[[ Information provided open ]]
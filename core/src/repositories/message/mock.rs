//! In-memory implementation of MessageRepository

use async_trait::async_trait;
use chrono::{DateTime, Utc};
use std::collections::{BTreeMap, HashMap};
use std::sync::Arc;
use tokio::sync::RwLock;
use uuid::Uuid;

use crate::domain::entities::Message;
use crate::errors::DomainError;

use super::query::{MessageFilter, QueryOptions, StatusCount, StatusCountQuery};
use super::trait_::MessageRepository;

/// Message repository backed by a map, used by tests and local runs
#[derive(Clone)]
pub struct InMemoryMessageRepository {
    messages: Arc<RwLock<HashMap<Uuid, Message>>>,
    should_fail: bool,
}

impl InMemoryMessageRepository {
    /// Create an empty repository
    pub fn new() -> Self {
        Self {
            messages: Arc::new(RwLock::new(HashMap::new())),
            should_fail: false,
        }
    }

    /// A repository whose every operation fails, for error-path tests
    pub fn failing() -> Self {
        Self {
            should_fail: true,
            ..Self::new()
        }
    }

    /// Store a message as-is, bypassing the lifecycle engine
    pub async fn seed(&self, message: Message) {
        self.messages.write().await.insert(message.uuid, message);
    }

    /// Current stored copy of a message, deleted or not
    pub async fn snapshot(&self, uuid: Uuid) -> Option<Message> {
        self.messages.read().await.get(&uuid).cloned()
    }

    fn check(&self) -> Result<(), DomainError> {
        if self.should_fail {
            return Err(DomainError::Internal {
                message: "In-memory repository configured to fail".to_string(),
            });
        }
        Ok(())
    }
}

impl Default for InMemoryMessageRepository {
    fn default() -> Self {
        Self::new()
    }
}

#[async_trait]
impl MessageRepository for InMemoryMessageRepository {
    async fn insert(&self, message: Message) -> Result<Message, DomainError> {
        self.check()?;
        let mut messages = self.messages.write().await;

        if messages.contains_key(&message.uuid) {
            return Err(DomainError::Internal {
                message: format!("Duplicate message uuid {}", message.uuid),
            });
        }

        messages.insert(message.uuid, message.clone());
        Ok(message)
    }

    async fn find_by_uuid(
        &self,
        uuid: Uuid,
        options: QueryOptions,
    ) -> Result<Option<Message>, DomainError> {
        self.check()?;
        let messages = self.messages.read().await;
        Ok(messages.get(&uuid).filter(|m| options.admits(m)).cloned())
    }

    async fn find_by_provider_message_id(
        &self,
        provider_message_id: &str,
        options: QueryOptions,
    ) -> Result<Option<Message>, DomainError> {
        self.check()?;
        let messages = self.messages.read().await;
        Ok(messages
            .values()
            .find(|m| m.provider_message_id == provider_message_id && options.admits(m))
            .cloned())
    }

    async fn find(
        &self,
        filter: &MessageFilter,
        options: QueryOptions,
    ) -> Result<Vec<Message>, DomainError> {
        self.check()?;
        let messages = self.messages.read().await;

        let mut found: Vec<Message> = messages
            .values()
            .filter(|m| options.admits(m) && filter.matches(m))
            .cloned()
            .collect();
        found.sort_by(|a, b| b.created.cmp(&a.created));

        if let Some(limit) = filter.limit {
            found.truncate(limit);
        }
        Ok(found)
    }

    async fn update_status(&self, message: &Message) -> Result<(), DomainError> {
        self.update_statuses(std::slice::from_ref(message)).await
    }

    async fn update_statuses(&self, batch: &[Message]) -> Result<(), DomainError> {
        self.check()?;
        let mut messages = self.messages.write().await;

        if let Some(missing) = batch.iter().find(|m| !messages.contains_key(&m.uuid)) {
            return Err(DomainError::NotFound {
                resource: format!("Message {}", missing.uuid),
            });
        }

        for message in batch {
            if let Some(stored) = messages.get_mut(&message.uuid) {
                stored.status = message.status.clone();
                stored.date_sent = message.date_sent.clone();
                stored.error_code = message.error_code.clone();
                stored.error_message = message.error_message.clone();
                stored.modified = message.modified;
            }
        }
        Ok(())
    }

    async fn mark_redacted(&self, uuids: &[Uuid], at: DateTime<Utc>) -> Result<u64, DomainError> {
        self.check()?;
        let mut messages = self.messages.write().await;

        let mut changed = 0;
        for uuid in uuids {
            if let Some(stored) = messages.get_mut(uuid).filter(|m| m.redacted.is_none()) {
                stored.redacted = Some(at);
                stored.modified = at;
                changed += 1;
            }
        }
        Ok(changed)
    }

    async fn mark_deleted(&self, uuid: Uuid, at: DateTime<Utc>) -> Result<bool, DomainError> {
        self.check()?;
        let mut messages = self.messages.write().await;

        match messages.get_mut(&uuid).filter(|m| m.deleted.is_none()) {
            Some(stored) => {
                stored.deleted = Some(at);
                stored.modified = at;
                Ok(true)
            }
            None => Ok(false),
        }
    }

    async fn count_by_day_and_status(
        &self,
        query: &StatusCountQuery,
        options: QueryOptions,
    ) -> Result<Vec<StatusCount>, DomainError> {
        self.check()?;
        let messages = self.messages.read().await;

        let mut counts: BTreeMap<(chrono::NaiveDate, Option<String>), i64> = BTreeMap::new();
        for message in messages
            .values()
            .filter(|m| options.admits(m) && query.matches(m))
        {
            *counts
                .entry((message.created.date_naive(), message.status.clone()))
                .or_insert(0) += 1;
        }

        Ok(counts
            .into_iter()
            .map(|((day, status), count)| StatusCount { day, status, count })
            .collect())
    }
}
[[ Information provided closed ]]
* [Exercise objective] Transcribe each line of the listing above precisely as it appears.

* [The completed task]
filename core/src/repositories/message/mock.rs
//! In-memory implementation of MessageRepository

use async_trait::async_trait;
use chrono::{DateTime, Utc};
use std::collections::{BTreeMap, HashMap};
use std::sync::Arc;
use tokio::sync::RwLock;
use uuid::Uuid;

use crate::domain::entities::Message;
use crate::errors::DomainError;

use super::query::{MessageFilter, QueryOptions, StatusCount, StatusCountQuery};
use super::trait_::MessageRepository;

/// Message repository backed by a map, used by tests and local runs
#[derive(Clone)]
pub struct InMemoryMessageRepository {
    messages: Arc<RwLock<HashMap<Uuid, Message>>>,
    should_fail: bool,
}

impl InMemoryMessageRepository {
    /// Create an empty repository
    pub fn new() -> Self {
        Self {
            messages: Arc::new(RwLock::new(HashMap::new())),
            should_fail: false,
        }
    }

    /// A repository whose every operation fails, for error-path tests
    pub fn failing() -> Self {
        Self {
            should_fail: true,
            ..Self::new()
        }
    }

    /// Store a message as-is, bypassing the lifecycle engine
    pub async fn seed(&self, message: Message) {
        self.messages.write().await.insert(message.uuid, message);
    }

    /// Current stored copy of a message, deleted or not
    pub async fn snapshot(&self, uuid: Uuid) -> Option<Message> {
        self.messages.read().await.get(&uuid).cloned()
    }

    fn check(&self) -> Result<(), DomainError> {
        if self.should_fail {
            return Err(DomainError::Internal {
                message: "In-memory repository configured to fail".to_string(),
            });
        }
        Ok(())
    }
}

impl Default for InMemoryMessageRepository {
    fn default() -> Self {
        Self::new()
    }
}

#[async_trait]
impl MessageRepository for InMemoryMessageRepository {
    async fn insert(&self, message: Message) -> Result<Message, DomainError> {
        self.check()?;
        let mut messages = self.messages.write().await;

        if messages.contains_key(&message.uuid) {
            return Err(DomainError::Internal {
                message: format!("Duplicate message uuid {}", message.uuid),
            });
        }

        messages.insert(message.uuid, message.clone());
        Ok(message)
    }

    async fn find_by_uuid(
        &self,
        uuid: Uuid,
        options: QueryOptions,
    ) -> Result<Option<Message>, DomainError> {
        self.check()?;
        let messages = self.messages.read().await;
        Ok(messages.get(&uuid).filter(|m| options.admits(m)).cloned())
    }

    async fn find_by_provider_message_id(
        &self,
        provider_message_id: &str,
        options: QueryOptions,
    ) -> Result<Option<Message>, DomainError> {
        self.check()?;
        let messages = self.messages.read().await;
        Ok(messages
            .values()
            .find(|m| m.provider_message_id == provider_message_id && options.admits(m))
            .cloned())
    }

    async fn find(
        &self,
        filter: &MessageFilter,
        options: QueryOptions,
    ) -> Result<Vec<Message>, DomainError> {
        self.check()?;
        let messages = self.messages.read().await;

        let mut found: Vec<Message> = messages
            .values()
            .filter(|m| options.admits(m) && filter.matches(m))
            .cloned()
            .collect();
        found.sort_by(|a, b| b.created.cmp(&a.created));

        if let Some(limit) = filter.limit {
            found.truncate(limit);
        }
        Ok(found)
    }

    async fn update_status(&self, message: &Message) -> Result<(), DomainError> {
        self.update_statuses(std::slice::from_ref(message)).await
    }

    async fn update_statuses(&self, batch: &[Message]) -> Result<(), DomainError> {
        self.check()?;
        let mut messages = self.messages.write().await;

        if let Some(missing) = batch.iter().find(|m| !messages.contains_key(&m.uuid)) {
            return Err(DomainError::NotFound {
                resource: format!("Message {}", missing.uuid),
            });
        }

        for message in batch {
            if let Some(stored) = messages.get_mut(&message.uuid) {
                stored.status = message.status.clone();
                stored.date_sent = message.date_sent.clone();
                stored.error_code = message.error_code.clone();
                stored.error_message = message.error_message.clone();
                stored.modified = message.modified;
            }
        }
        Ok(())
    }

    async fn mark_redacted(&self, uuids: &[Uuid], at: DateTime<Utc>) -> Result<u64, DomainError> {
        self.check()?;
        let mut messages = self.messages.write().await;

        let mut changed = 0;
        for uuid in uuids {
            if let Some(stored) = messages.get_mut(uuid).filter(|m| m.redacted.is_none()) {
                stored.redacted = Some(at);
                stored.modified = at;
                changed += 1;
            }
        }
        Ok(changed)
    }

    async fn mark_deleted(&self, uuid: Uuid, at: DateTime<Utc>) -> Result<bool, DomainError> {
        self.check()?;
        let mut messages = self.messages.write().await;

        match messages.get_mut(&uuid).filter(|m| m.deleted.is_none()) {
            Some(stored) => {
                stored.deleted = Some(at);
                stored.modified = at;
                Ok(true)
            }
            None => Ok(false),
        }
    }

    async fn count_by_day_and_status(
        &self,
        query: &StatusCountQuery,
        options: QueryOptions,
    ) -> Result<Vec<StatusCount>, DomainError> {
        self.check()?;
        let messages = self.messages.read().await;

        let mut counts: BTreeMap<(chrono::NaiveDate, Option<String>), i64> = BTreeMap::new();
        for message in messages
            .values()
            .filter(|m| options.admits(m) && query.matches(m))
        {
            *counts
                .entry((message.created.date_naive(), message.status.clone()))
                .or_insert(0) += 1;
        }

        Ok(counts
            .into_iter()
            .map(|((day, status), count)| StatusCount { day, status, count })
            .collect())
    }
}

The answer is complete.